Intermolecular B–N coordination and multi-interaction synergism induced selective glycoprotein adsorption by phenylboronic acid-functionalized magnetic composites under acidic and neutral conditions

Abstract

Abnormal protein glycosylation is associated with many diseases including cardiovascular disease, diabetes, and cancer. Therefore, selective capturing of glycoproteins under physiological or weak acid conditions (tumor microenvironment) is vital for disease diagnosis and further comprehensive analysis. Here, we propose a strategy of intermolecular B–N bond-based phenylboronic acid affinity to capture glycoproteins under neutral and slightly acidic conditions. Surprisingly, the captured glycoproteins were released in alkaline solution. This is contrary to the traditional phenylboric acid affinity, and we studied this from the perspective of materials, proteins, and incubation conditions.
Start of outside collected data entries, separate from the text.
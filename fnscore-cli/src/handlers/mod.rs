//! Command handlers for the fnscore CLI

pub mod convert;
pub mod presets;
pub mod score;
pub mod simulate;

pub use convert::{handle_date_command, handle_duration_command};
pub use presets::handle_presets_command;
pub use score::handle_score_command;
pub use simulate::handle_simulate_command;
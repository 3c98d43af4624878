use clap::{CommandFactory, Parser};
use fnscore_cli::commands::Commands;
use fnscore_cli::handlers::*;
use fnscore_cli::{FnScoreCliContext, OutputFormat, output_error_json};
use is_terminal::IsTerminal;
use fnscore::config::LogLevel;
use std::path::PathBuf;
use std::process::ExitCode;

#[derive(Parser)]
#[command(name = "fnscore-cli")]
#[command(about = "Simulate Elasticsearch function_score curves", long_about = None)]
#[command(version = fnscore::VERSION)]
struct Cli {
    /// Configuration file (toml, yaml, yml or json); its [logging] section
    /// also controls CLI log output
    #[arg(long, short, global = true)]
    config: Option<PathBuf>,

    /// Output format - use json or csv for tool integration
    #[arg(long, short, value_enum, default_value_t = OutputFormat::Table, global = true)]
    output: OutputFormat,

    /// Use machine-readable output (alias for --output json)
    #[arg(long, global = true)]
    machine: bool,

    /// Verbose output (debug level logging)
    #[arg(long, short, global = true)]
    verbose: bool,

    /// Quiet mode (suppress all logging output)
    #[arg(long, short, global = true)]
    quiet: bool,

    #[command(subcommand)]
    command: Commands,
}

fn main() -> ExitCode {
    let cli = Cli::parse();

    // Determine output format - priority: machine flag > env var > cli arg
    let output = if cli.machine {
        OutputFormat::Json
    } else if let Ok(env_output) = std::env::var("FNSCORE_OUTPUT") {
        match env_output.to_lowercase().as_str() {
            "json" => OutputFormat::Json,
            "csv" => OutputFormat::Csv,
            "table" => OutputFormat::Table,
            _ => cli.output,
        }
    } else {
        cli.output
    };

    let is_quiet = cli.quiet
        || std::env::var("FNSCORE_QUIET")
            .map(|v| v == "true" || v == "1")
            .unwrap_or(false);

    // Machine mode keeps stderr clean apart from structured errors
    let level_override = if is_quiet || cli.machine {
        Some(LogLevel::Error)
    } else if cli.verbose {
        Some(LogLevel::Debug)
    } else {
        None
    };

    if output != OutputFormat::Table || !std::io::stdout().is_terminal() {
        colored::control::set_override(false);
    }

    match run(cli.command, cli.config, output, level_override) {
        Ok(()) => ExitCode::SUCCESS,
        Err(e) => {
            output_error_json(&e, output);
            ExitCode::FAILURE
        }
    }
}

fn run(
    command: Commands,
    config: Option<PathBuf>,
    output: OutputFormat,
    level_override: Option<LogLevel>,
) -> fnscore::Result<()> {
    match command {
        Commands::Version => {
            println!("fnscore CLI v{}", fnscore::VERSION);
            Ok(())
        }

        Commands::Completions(args) => {
            let mut cmd = Cli::command();
            let shell: clap_complete::Shell = args.shell.into();
            clap_complete::generate(shell, &mut cmd, "fnscore-cli", &mut std::io::stdout());
            Ok(())
        }

        command => {
            let ctx = FnScoreCliContext::new(config.as_deref(), output)?;
            ctx.init_logging(level_override)?;
            match command {
                Commands::Simulate(args) => handle_simulate_command(args, &ctx),
                Commands::Score(args) => handle_score_command(args, &ctx),
                Commands::Presets(args) => handle_presets_command(args, &ctx),
                Commands::Duration(args) => handle_duration_command(args, &ctx),
                Commands::Date(args) => handle_date_command(args, &ctx),
                Commands::Version | Commands::Completions(_) => Ok(()),
            }
        }
    }
}
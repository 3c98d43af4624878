//! Builder-style simulation API
//!
//! Wraps the variable, the function list and the sampling settings into a
//! single value that can be run to produce chart-ready data.

use crate::Result;
use crate::config::SimulationConfig;
use crate::models::{DataPoint, SimulationVariable};
use crate::presets::Preset;
use crate::scoring::{FunctionDefinition, ScoreCalculator, ScoreMode, parse_functions};
use serde::Serialize;

/// A configured simulation, ready to run.
///
/// # Examples
///
/// ```rust
/// use fnscore::prelude::*;
///
/// let simulation = Simulation::builder()
///     .preset(Preset::Linear)
///     .point_count(5)
///     .build()
///     .unwrap();
///
/// let result = simulation.run();
/// // linear decay centred on 50 with scale 20: 0.5 at 70, 0 from 90 on
/// assert_eq!(result.points[2].score(0), Some(1.0));
/// assert_eq!(result.points[4].score(0), Some(0.0));
/// ```
#[derive(Debug, Clone)]
pub struct Simulation {
    variable: SimulationVariable,
    functions: Vec<FunctionDefinition>,
    calculator: ScoreCalculator,
}

impl Simulation {
    /// Simulate `functions` over `variable` with default settings.
    pub fn new(variable: SimulationVariable, functions: Vec<FunctionDefinition>) -> Self {
        Self {
            variable,
            functions,
            calculator: ScoreCalculator::default(),
        }
    }

    pub fn builder() -> SimulationBuilder {
        SimulationBuilder::new()
    }

    /// Sample every function across the variable range.
    pub fn run(&self) -> SimulationResult {
        let points = self.calculator.generate(&self.variable, &self.functions);
        tracing::debug!(
            points = points.len(),
            functions = self.functions.len(),
            "simulation finished"
        );

        SimulationResult {
            variable: self.variable.clone(),
            score_mode: self.score_mode(),
            function_count: self.functions.len(),
            points,
        }
    }

    /// Score every function at a single field value.
    ///
    /// Returns the per-function scores and, for two or more functions,
    /// their combination under the configured score mode.
    pub fn score_at(&self, field_value: f64) -> (Vec<f64>, Option<f64>) {
        self.calculator.score_at(&self.functions, field_value)
    }

    pub fn variable(&self) -> &SimulationVariable {
        &self.variable
    }

    pub fn functions(&self) -> &[FunctionDefinition] {
        &self.functions
    }

    pub fn score_mode(&self) -> ScoreMode {
        self.calculator.config().score_mode
    }

    pub fn point_count(&self) -> usize {
        self.calculator.config().point_count
    }
}

/// Builder for [`Simulation`].
///
/// Unset values fall back to the default variable (`popularity`, 0..100),
/// the default preset's functions, and [`SimulationConfig::default`].
#[derive(Debug, Clone, Default)]
pub struct SimulationBuilder {
    variable: Option<SimulationVariable>,
    functions: Option<Vec<FunctionDefinition>>,
    config: SimulationConfig,
}

impl SimulationBuilder {
    pub fn new() -> Self {
        Self::default()
    }

    /// Use sampling settings from configuration.
    pub fn config(mut self, config: SimulationConfig) -> Self {
        self.config = config;
        self
    }

    pub fn variable(mut self, variable: SimulationVariable) -> Self {
        self.variable = Some(variable);
        self
    }

    pub fn functions(mut self, functions: Vec<FunctionDefinition>) -> Self {
        self.functions = Some(functions);
        self
    }

    /// Parse the function list from a JSON array.
    pub fn functions_json(self, json: &str) -> Result<Self> {
        let functions = parse_functions(json)?;
        Ok(self.functions(functions))
    }

    /// Use a preset's function list.
    pub fn preset(self, preset: Preset) -> Self {
        self.functions(preset.functions())
    }

    pub fn score_mode(mut self, score_mode: ScoreMode) -> Self {
        self.config.score_mode = score_mode;
        self
    }

    pub fn point_count(mut self, point_count: usize) -> Self {
        self.config.point_count = point_count;
        self
    }

    /// Validate the settings and the variable bounds.
    pub fn build(self) -> Result<Simulation> {
        let variable = self.variable.unwrap_or_default();
        variable.validate()?;

        Ok(Simulation {
            variable,
            functions: self
                .functions
                .unwrap_or_else(|| Preset::default().functions()),
            calculator: ScoreCalculator::try_new(self.config)?,
        })
    }
}

/// Output of [`Simulation::run`].
#[derive(Debug, Clone, Serialize)]
#[serde(rename_all = "camelCase")]
pub struct SimulationResult {
    pub variable: SimulationVariable,
    pub score_mode: ScoreMode,
    /// Number of simulated functions; one chart line each
    pub function_count: usize,
    pub points: Vec<DataPoint>,
}

impl SimulationResult {
    /// Whether the points carry a combined score.
    pub fn has_combined(&self) -> bool {
        self.function_count >= 2
    }

    /// `(x, score)` pairs for the function at `index`.
    pub fn series(&self, index: usize) -> impl Iterator<Item = (f64, f64)> + '_ {
        self.points
            .iter()
            .filter_map(move |p| p.score(index).map(|s| (p.x, s)))
    }

    /// `(x, combined)` pairs; empty for fewer than two functions.
    pub fn combined_series(&self) -> impl Iterator<Item = (f64, f64)> + '_ {
        self.points
            .iter()
            .filter_map(|p| p.combined.map(|c| (p.x, c)))
    }
}
//! Simulate command handler

use crate::args::SimulateArgs;
use crate::context::FnScoreCliContext;
use crate::output::{OutputFormat, format_warning, render_simulation};
use crate::utils::{build_variable, load_functions, parse_score_mode};
use fnscore::simple::{Simulation, SimulationResult};

/// Run the simulation described by `args`, with configuration defaults for
/// anything not given on the command line.
pub fn run_simulation(args: &SimulateArgs, ctx: &FnScoreCliContext) -> fnscore::Result<SimulationResult> {
    let functions = load_functions(&args.source)?;
    let variable = build_variable(&args.variable)?;

    let mut builder = Simulation::builder()
        .config(ctx.config.simulation.clone())
        .variable(variable)
        .functions(functions);
    if let Some(mode) = &args.score_mode {
        builder = builder.score_mode(parse_score_mode(mode)?);
    }
    if let Some(points) = args.points {
        builder = builder.point_count(points);
    }

    Ok(builder.build()?.run())
}

pub fn handle_simulate_command(args: SimulateArgs, ctx: &FnScoreCliContext) -> fnscore::Result<()> {
    let result = run_simulation(&args, ctx)?;

    if result.points.len() == 1 && ctx.output == OutputFormat::Table {
        eprintln!(
            "{}",
            format_warning("A single point has no position on the axis; use --points 2 or more")
        );
    }
    if result.function_count == 0 && ctx.output == OutputFormat::Table {
        eprintln!("{}", format_warning("The function list is empty"));
    }

    print!("{}", render_simulation(&result, ctx.output));
    if ctx.output == OutputFormat::Json {
        println!();
    }
    Ok(())
}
We identified the synergistic effect of intermolecular B–N bond-based phenylboronic acid affinity, electrostatic interaction, and polymer brush structure-based glycoprotein adsorption under slightly acidic conditions. The electrostatic repulsion between Fe₃O₄@SiO₂@poly (2-aminoethyl methacrylate hydrochloride)-4-carboxyphenylboronic acid (Fe₃O₄@SiO₂@PAMA-CPBA) nanoparticles and transferrin (TRF) was far greater than the specific binding between phenylboric acid of CPBA and glycosylation residues of TRF resulting in the release of the captured glycoproteins in alkaline solution. Fe₃O₄@SiO₂@PAMA-CPBA nanoparticles exhibited different selectivity capabilities toward different glycoproteins in multiprotein solutions due to protein interactions. These results may pave a new way for the design of phenylboric acid-based materials towards glycoprotein adsorption in a physiological environment.